The pitfalls of Vietnam’s enterprise risk management framework

Posted by Rick Yvanovich on

As mentioned in the previous post, risk management has only begun to take shape in Vietnamese companies. The global economic recession has left many out of business, and for those who have sailed through the storm, there are lessons to be learned. In this entry, we will review some main issues with business risk management in Vietnam.

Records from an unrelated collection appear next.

/// Errors for invalid capture requests and inconsistent device responses.
#[derive(Debug, Error, PartialEq, Eq)]
pub enum ValidationError {
    #[error("at least one output surface is required")]
    NoSurfaces,

    #[error("capture burst must contain at least one request")]
    EmptyBurst,

    #[error("no available output size for format {0}")]
    NoAvailableSize(ImageFormat),

    /// Two YUV streams of one camera would produce identically-sized
    /// buffers, which the wire format cannot tell apart.
    #[error("two yuv streams for camera {camera} share buffer size {bytes} bytes")]
    YuvSizeCollision { camera: String, bytes: usize },

    #[error("format {format} requested more than once for camera {camera}")]
    DuplicateFormat { camera: String, format: ImageFormat },

    #[error("at most one raw-family format may be requested, got {count}")]
    MultipleRawFormats { count: usize },

    /// A buffer arrived for a stream the plan never declared.
    #[error("unexpected {format} buffer of {bytes} bytes for camera {camera}")]
    UnexpectedBuffer {
        camera: String,
        format: ImageFormat,
        bytes: usize,
    },

    #[error("malformed capture metadata: {0}")]
    MalformedMetadata(String),

    #[error(
        "capture incomplete: {buffers}/{expected_buffers} buffers, \
         {metadata}/{expected_metadata} metadata frames"
    )]
    IncompleteCapture {
        buffers: usize,
        expected_buffers: usize,
        metadata: usize,
        expected_metadata: usize,
    },

    /// The device reported a different size than the request asked for.
    #[error(
        "surface {surface} reported {reported_width}x{reported_height}, \
         requested {requested_width}x{requested_height}"
    )]
    SizeMismatch {
        surface: usize,
        requested_width: u32,
        requested_height: u32,
        reported_width: u32,
        reported_height: u32,
    },

    #[error("no buffer left for surface {surface} capture {capture}")]
    MissingBuffer { surface: usize, capture: usize },
}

enterprise risk management framework

First and foremost, there is an apparent lack of formal, standardised process for risk assessment, reporting and management. Therefore, there could be companies that are completely vulnerable due to an absence of enterprise risk management frameworks. Unlike in most European countries, there is a mandatory minimum level of risk reporting to the board (CGMA, 2012). One of the reasons is complacency, i.e. companies subjectively assume that they are shielded from risks either because they are too big or too small.

Secondly, the risk assessment process has mainly been around factors that could affect business strategies, rather than the strategies themselves. What if a strategy is already outdated? Thus, no matter how well it is executed due to a complete assessment of external factors, it is unlikely to work in the long-term.

Thirdly, businesses are too focused on short-term goals to see the bigger picture, due to sluggish economic conditions. On one hand, companies see short-term objectives as more attainable and less risky since they do not have to make considerable investments. On the other hand, little do they know that ignoring long-term goals might as well be risky, if not riskier.  Hence, many Vietnamese companies have brushed off opportunities due to their distorted view about enterprise risk management framework. In a CGMA study on European companies, most of them view risks in both a negative light (threat) and a positive light (opportunity).

Finally, since risk assessment depends largely on information, data availability and accuracy are of utmost importance. However, in Vietnam, transparency is still a novel thing, creating huge obstacles to collect and report risk information, especially to the board of directors. As noted by CGMA (2012), “although this does not necessarily mean that large amounts of extra information need to be produced, it definitely signifies that the scope and quality of board level information has to increase”.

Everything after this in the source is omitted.